The daily texts come from a 2 year rotation of personal devotional readings. These include psalms for morning and evening plus an Old Testament, Epistle and Gospel lesson for each day of the week. So during the week – from Monday through Saturday – I will follow the 2 year rotation, selecting one of the daily texts to ponder. But on Sundays, I will choose one of the 3-year rotating Lectionary texts for each of the six Sundays in Lent. I will most often choose to offer my own musings as I read through the selected passage for each day, but I have been known to dip into the rich well of resources available to the church from across the last two centuries with some frequency, so you never know what you might find in this small space. 

You are invited to join me as I try on this discipline in Lent 2012. The format will be the same each day: a photo for reflection; the text for the day; some musings on that text; a brief word with God. I invite you to ponder each day’s text for yourself and see where God speaks to your own heart as you read.

The words of Jesus in Luke 18:9-14 – The New Living Translation

Then Jesus told this story to some who had great confidence in their own righteousness and scorned everyone else: “Two men went to the Temple to pray. One was a Pharisee, and the other was a despised tax collector. The Pharisee stood by himself and prayed this prayer: ‘I thank you, God, that I am not a sinner like everyone else. For I don’t cheat, I don’t sin, and I don’t commit adultery. I’m certainly not like that tax collector!
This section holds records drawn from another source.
//! Mutation callbacks with scoped registration.
//!
//! Callers register closures to keep derived per-element data consistent
//! across mutations. Registration hands back a [`CallbackToken`]; dropping
//! the token deregisters the callback, so a consumer cannot outlive its
//! interest. Callbacks fire in registration order after a mutation has
//! fully committed and must not register or deregister callbacks
//! themselves.

use std::cell::RefCell;
use std::rc::{Rc, Weak};

use mesh_halfedge::{EdgeId, FaceId, HalfedgeId, VertexId};

type EdgeFlipFn = Box<dyn FnMut(EdgeId)>;
type FaceInsertionFn = Box<dyn FnMut(FaceId, VertexId)>;
type EdgeSplitFn = Box<dyn FnMut(EdgeId, HalfedgeId, HalfedgeId)>;

#[derive(Debug, Clone, Copy, PartialEq, Eq)]
enum Kind {
    EdgeFlip,
    FaceInsertion,
    EdgeSplit,
}

#[derive(Default)]
struct Inner {
    next_id: u64,
    edge_flip: Vec<(u64, EdgeFlipFn)>,
    face_insertion: Vec<(u64, FaceInsertionFn)>,
    edge_split: Vec<(u64, EdgeSplitFn)>,
}

/// Registry of mutation callbacks. Cloning shares the same registry.
#[derive(Clone, Default)]
pub struct CallbackRegistry {
    inner: Rc<RefCell<Inner>>,
}

impl std::fmt::Debug for CallbackRegistry {
    fn fmt(&self, f: &mut std::fmt::Formatter<'_>) -> std::fmt::Result {
        let inner = self.inner.borrow();
        f.debug_struct("CallbackRegistry")
            .field("edge_flip", &inner.edge_flip.len())
            .field("face_insertion", &inner.face_insertion.len())
            .field("edge_split", &inner.edge_split.len())
            .finish()
    }
}

impl CallbackRegistry {
    /// Create an empty registry.
    #[must_use]
    pub fn new() -> Self {
        Self::default()
    }

    /// Run `callback` after every edge flip, with the flipped edge.
    #[must_use = "dropping the token deregisters the callback"]
    pub fn on_edge_flip(&self, callback: impl FnMut(EdgeId) + 'static) -> CallbackToken {
        let mut inner = self.inner.borrow_mut();
        let id = inner.next_id;
        inner.next_id += 1;
        inner.edge_flip.push((id, Box::new(callback)));
        self.token(id, Kind::EdgeFlip)
    }

    /// Run `callback` after every face insertion, with the split face and
    /// the new vertex.
    #[must_use = "dropping the token deregisters the callback"]
    pub fn on_face_insertion(
        &self,
        callback: impl FnMut(FaceId, VertexId) + 'static,
    ) -> CallbackToken {
        let mut inner = self.inner.borrow_mut();
        let id = inner.next_id;
        inner.next_id += 1;
        inner.face_insertion.push((id, Box::new(callback)));
        self.token(id, Kind::FaceInsertion)
    }

    /// Run `callback` after every edge split, with the split edge and the
    /// two half-edges leaving the new vertex along the original edge.
    #[must_use = "dropping the token deregisters the callback"]
    pub fn on_edge_split(
        &self,
        callback: impl FnMut(EdgeId, HalfedgeId, HalfedgeId) + 'static,
    ) -> CallbackToken {
        let mut inner = self.inner.borrow_mut();
        let id = inner.next_id;
        inner.next_id += 1;
        inner.edge_split.push((id, Box::new(callback)));
        self.token(id, Kind::EdgeSplit)
    }

    fn token(&self, id: u64, kind: Kind) -> CallbackToken {
        CallbackToken {
            registry: Rc::downgrade(&self.inner),
            id,
            kind,
        }
    }

    pub(crate) fn fire_edge_flip(&self, e: EdgeId) {
        for (_, callback) in &mut self.inner.borrow_mut().edge_flip {
            callback(e);
        }
    }

    pub(crate) fn fire_face_insertion(&self, f: FaceId, v: VertexId) {
        for (_, callback) in &mut self.inner.borrow_mut().face_insertion {
            callback(f, v);
        }
    }

    pub(crate) fn fire_edge_split(&self, e: EdgeId, he1: HalfedgeId, he2: HalfedgeId) {
        for (_, callback) in &mut self.inner.borrow_mut().edge_split {
            callback(e, he1, he2);
        }
    }
}

/// Scoped registration handle; dropping it removes the callback.
#[derive(Debug)]
pub struct CallbackToken {
    registry: Weak<RefCell<Inner>>,
    id: u64,
    kind: Kind,
}

impl std::fmt::Debug for Inner {
    fn fmt(&self, f: &mut std::fmt::Formatter<'_>) -> std::fmt::Result {
        f.debug_struct("Inner").finish_non_exhaustive()
    }
}

impl Drop for CallbackToken {
    fn drop(&mut self) {
        let Some(inner) = self.registry.upgrade() else {
            return;
        };
        let mut inner = inner.borrow_mut();
        match self.kind {
            Kind::EdgeFlip => inner.edge_flip.retain(|(id, _)| *id != self.id),
            Kind::FaceInsertion => inner.face_insertion.retain(|(id, _)| *id != self.id),
            Kind::EdgeSplit => inner.edge_split.retain(|(id, _)| *id != self.id),
        }
    }
}

#[cfg(test)]
mod tests {
    use super::*;
    use std::cell::Cell;

    #[test]
    fn test_callbacks_fire_in_registration_order() {
        let registry = CallbackRegistry::new();
        let log = Rc::new(RefCell::new(Vec::new()));

        let log1 = Rc::clone(&log);
        let _t1 = registry.on_edge_flip(move |e| log1.borrow_mut().push((1, e)));
        let log2 = Rc::clone(&log);
        let _t2 = registry.on_edge_flip(move |e| log2.borrow_mut().push((2, e)));

        registry.fire_edge_flip(EdgeId::from_index(7));
        assert_eq!(
            *log.borrow(),
            vec![(1, EdgeId::from_index(7)), (2, EdgeId::from_index(7))]
        );
    }

    #[test]
    fn test_token_drop_deregisters() {
        let registry = CallbackRegistry::new();
        let count = Rc::new(Cell::new(0));

        let c = Rc::clone(&count);
        let token = registry.on_edge_split(move |_, _, _| c.set(c.get() + 1));
        registry.fire_edge_split(
            EdgeId::from_index(0),
            HalfedgeId::from_index(0),
            HalfedgeId::from_index(1),
        );
        assert_eq!(count.get(), 1);

        drop(token);
        registry.fire_edge_split(
            EdgeId::from_index(0),
            HalfedgeId::from_index(0),
            HalfedgeId::from_index(1),
        );
        assert_eq!(count.get(), 1);
    }

    #[test]
    fn test_token_outliving_registry_is_harmless() {
        let registry = CallbackRegistry::new();
        let token = registry.on_face_insertion(|_, _| {});
        drop(registry);
        drop(token);
    }
}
I fast twice a week, and I give you a tenth of my income.’ But the tax collector stood at a distance and dared not even lift his eyes to heaven as he prayed. Instead, he beat his chest in sorrow, saying, ‘O God, be merciful to me, for I am a sinner.’ I tell you, this sinner, not the Pharisee, returned home justified before God. For those who exalt themselves will be humbled, and those who humble themselves will be exalted.”

_______

“Ashes, ashes, we all fall down…”

Yes, we do.
We all fall down.
Down, down, down.
     Down into addiction,
     down into depression,
     down into discouragement,
     down into failure.
We all fall down.

But sometimes I read a gospel story like this one and I wonder: 
is that such a bad thing?
This fact, this hard, hard truth, 
that we all fall down?

I wonder if maybe we need to fall down if we ever hope to rise up?

Maybe we need those ashes, 
those ashes that remind us how far we’ve fallen,
maybe we need them to picture for us:
     our need for a Savior,
     our need for a Friend,
     our need for forgiveness,
     our need for a future filled with hope.
__________

As I begin this Lenten journey, O Lord, I want to say thank you for the ashes. For the dark smudge on my forehead, put there by my pastor. The one that comes from the burned remains of last year’s branches from the Palm Sunday celebration. Thank you that with that mark, I remember my own mortality, I declare my need for a Savior – and I rejoice that I am marked as a child of the King. Glory be.